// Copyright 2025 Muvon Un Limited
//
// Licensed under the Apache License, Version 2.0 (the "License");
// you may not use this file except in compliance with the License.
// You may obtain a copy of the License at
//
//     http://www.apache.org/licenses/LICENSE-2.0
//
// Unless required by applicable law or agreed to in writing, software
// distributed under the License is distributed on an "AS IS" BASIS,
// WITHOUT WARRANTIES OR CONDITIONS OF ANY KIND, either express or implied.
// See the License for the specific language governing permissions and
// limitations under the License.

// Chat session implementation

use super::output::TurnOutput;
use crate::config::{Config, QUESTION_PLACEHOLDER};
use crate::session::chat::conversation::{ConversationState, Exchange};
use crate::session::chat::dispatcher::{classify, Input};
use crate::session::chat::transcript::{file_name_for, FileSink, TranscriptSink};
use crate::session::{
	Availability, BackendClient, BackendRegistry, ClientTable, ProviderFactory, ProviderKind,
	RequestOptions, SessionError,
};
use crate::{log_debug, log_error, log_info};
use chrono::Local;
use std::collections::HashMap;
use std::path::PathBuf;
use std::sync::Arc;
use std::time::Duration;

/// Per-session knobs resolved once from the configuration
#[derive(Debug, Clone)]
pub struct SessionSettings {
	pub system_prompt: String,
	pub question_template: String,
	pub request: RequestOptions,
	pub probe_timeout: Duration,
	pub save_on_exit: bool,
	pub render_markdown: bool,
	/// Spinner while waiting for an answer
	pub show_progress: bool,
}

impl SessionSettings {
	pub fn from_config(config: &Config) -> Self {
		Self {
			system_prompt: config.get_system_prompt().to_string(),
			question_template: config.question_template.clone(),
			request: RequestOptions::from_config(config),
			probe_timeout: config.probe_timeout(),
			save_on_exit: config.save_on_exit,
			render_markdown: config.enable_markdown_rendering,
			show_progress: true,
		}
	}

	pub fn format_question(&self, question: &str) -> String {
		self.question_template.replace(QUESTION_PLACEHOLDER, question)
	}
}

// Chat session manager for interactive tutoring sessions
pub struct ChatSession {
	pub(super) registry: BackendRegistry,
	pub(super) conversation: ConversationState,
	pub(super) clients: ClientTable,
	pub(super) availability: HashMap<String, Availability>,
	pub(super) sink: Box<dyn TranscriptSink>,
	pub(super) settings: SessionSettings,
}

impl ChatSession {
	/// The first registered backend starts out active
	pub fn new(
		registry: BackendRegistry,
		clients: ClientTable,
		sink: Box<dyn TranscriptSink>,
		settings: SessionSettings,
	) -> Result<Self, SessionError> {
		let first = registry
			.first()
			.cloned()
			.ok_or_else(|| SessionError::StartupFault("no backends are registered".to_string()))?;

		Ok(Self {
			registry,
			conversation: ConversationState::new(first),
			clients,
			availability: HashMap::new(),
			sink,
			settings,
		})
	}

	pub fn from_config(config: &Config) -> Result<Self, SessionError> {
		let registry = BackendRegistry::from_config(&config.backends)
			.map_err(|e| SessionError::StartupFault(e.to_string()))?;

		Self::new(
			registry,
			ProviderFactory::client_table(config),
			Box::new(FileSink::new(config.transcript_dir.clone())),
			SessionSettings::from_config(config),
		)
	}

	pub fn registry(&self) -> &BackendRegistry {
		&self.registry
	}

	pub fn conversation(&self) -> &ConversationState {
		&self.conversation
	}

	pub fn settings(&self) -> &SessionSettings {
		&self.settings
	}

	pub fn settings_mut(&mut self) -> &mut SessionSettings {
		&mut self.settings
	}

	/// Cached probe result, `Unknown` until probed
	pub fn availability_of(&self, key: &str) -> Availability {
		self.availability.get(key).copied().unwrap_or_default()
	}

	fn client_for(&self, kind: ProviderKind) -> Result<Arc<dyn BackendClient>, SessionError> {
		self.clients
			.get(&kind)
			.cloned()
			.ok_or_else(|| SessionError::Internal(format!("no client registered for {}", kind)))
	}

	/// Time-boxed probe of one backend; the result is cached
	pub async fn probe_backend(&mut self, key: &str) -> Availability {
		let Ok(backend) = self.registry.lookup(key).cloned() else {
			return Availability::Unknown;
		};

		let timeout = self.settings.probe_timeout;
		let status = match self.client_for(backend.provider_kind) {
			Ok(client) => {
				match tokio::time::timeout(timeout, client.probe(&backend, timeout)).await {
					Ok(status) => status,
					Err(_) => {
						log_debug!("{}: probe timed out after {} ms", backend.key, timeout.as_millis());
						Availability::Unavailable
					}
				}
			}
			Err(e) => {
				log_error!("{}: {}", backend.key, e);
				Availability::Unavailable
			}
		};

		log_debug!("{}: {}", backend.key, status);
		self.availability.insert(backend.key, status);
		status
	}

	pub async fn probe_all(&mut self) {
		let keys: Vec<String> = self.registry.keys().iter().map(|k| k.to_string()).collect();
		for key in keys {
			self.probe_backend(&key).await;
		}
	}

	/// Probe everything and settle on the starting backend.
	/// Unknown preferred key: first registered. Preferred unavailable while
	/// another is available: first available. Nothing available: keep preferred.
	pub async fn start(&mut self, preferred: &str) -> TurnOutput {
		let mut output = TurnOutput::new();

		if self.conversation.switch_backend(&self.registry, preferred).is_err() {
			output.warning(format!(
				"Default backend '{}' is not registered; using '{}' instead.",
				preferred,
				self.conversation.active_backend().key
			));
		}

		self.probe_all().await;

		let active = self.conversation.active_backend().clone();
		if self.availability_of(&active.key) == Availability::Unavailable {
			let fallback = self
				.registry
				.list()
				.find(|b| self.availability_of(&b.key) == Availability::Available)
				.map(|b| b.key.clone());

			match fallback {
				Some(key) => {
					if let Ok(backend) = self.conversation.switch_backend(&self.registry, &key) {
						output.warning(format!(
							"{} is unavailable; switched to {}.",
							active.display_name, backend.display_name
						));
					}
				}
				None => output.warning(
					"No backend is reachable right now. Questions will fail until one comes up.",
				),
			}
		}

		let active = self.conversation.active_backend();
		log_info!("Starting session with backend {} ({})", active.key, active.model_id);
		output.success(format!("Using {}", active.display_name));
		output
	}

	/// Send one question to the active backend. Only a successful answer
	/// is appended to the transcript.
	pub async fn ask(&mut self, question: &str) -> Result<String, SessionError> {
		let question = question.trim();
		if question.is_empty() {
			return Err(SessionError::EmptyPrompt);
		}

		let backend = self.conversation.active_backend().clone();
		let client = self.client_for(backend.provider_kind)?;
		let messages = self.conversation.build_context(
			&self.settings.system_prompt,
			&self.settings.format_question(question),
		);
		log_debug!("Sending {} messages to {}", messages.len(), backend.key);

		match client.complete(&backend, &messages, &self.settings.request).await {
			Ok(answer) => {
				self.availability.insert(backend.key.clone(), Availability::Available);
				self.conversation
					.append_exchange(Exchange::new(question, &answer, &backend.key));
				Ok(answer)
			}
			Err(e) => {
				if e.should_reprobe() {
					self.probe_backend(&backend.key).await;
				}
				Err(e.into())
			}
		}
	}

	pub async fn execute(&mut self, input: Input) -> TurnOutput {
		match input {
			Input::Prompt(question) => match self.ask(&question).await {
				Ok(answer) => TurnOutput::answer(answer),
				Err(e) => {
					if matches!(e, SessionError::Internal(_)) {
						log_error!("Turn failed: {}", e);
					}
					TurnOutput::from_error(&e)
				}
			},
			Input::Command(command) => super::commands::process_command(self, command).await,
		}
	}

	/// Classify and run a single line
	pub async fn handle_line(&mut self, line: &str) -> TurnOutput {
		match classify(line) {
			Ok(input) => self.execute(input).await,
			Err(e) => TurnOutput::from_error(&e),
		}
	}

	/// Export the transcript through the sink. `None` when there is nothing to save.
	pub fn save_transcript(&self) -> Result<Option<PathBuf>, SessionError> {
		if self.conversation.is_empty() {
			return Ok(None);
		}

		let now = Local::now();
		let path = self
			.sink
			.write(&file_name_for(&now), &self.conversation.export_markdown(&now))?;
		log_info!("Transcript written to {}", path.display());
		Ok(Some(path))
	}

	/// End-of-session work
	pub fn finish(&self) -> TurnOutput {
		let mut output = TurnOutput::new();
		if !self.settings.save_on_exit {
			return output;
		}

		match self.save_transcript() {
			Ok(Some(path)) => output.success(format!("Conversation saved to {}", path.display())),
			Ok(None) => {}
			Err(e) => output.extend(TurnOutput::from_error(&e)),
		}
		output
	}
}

=======

### TASK OBJECTIVE
From the data above, copy each line that holds "clients".

### SOLUTION TO THIS TASK
	pub(super) clients: ClientTable,
		clients: ClientTable,
			clients,
		self.clients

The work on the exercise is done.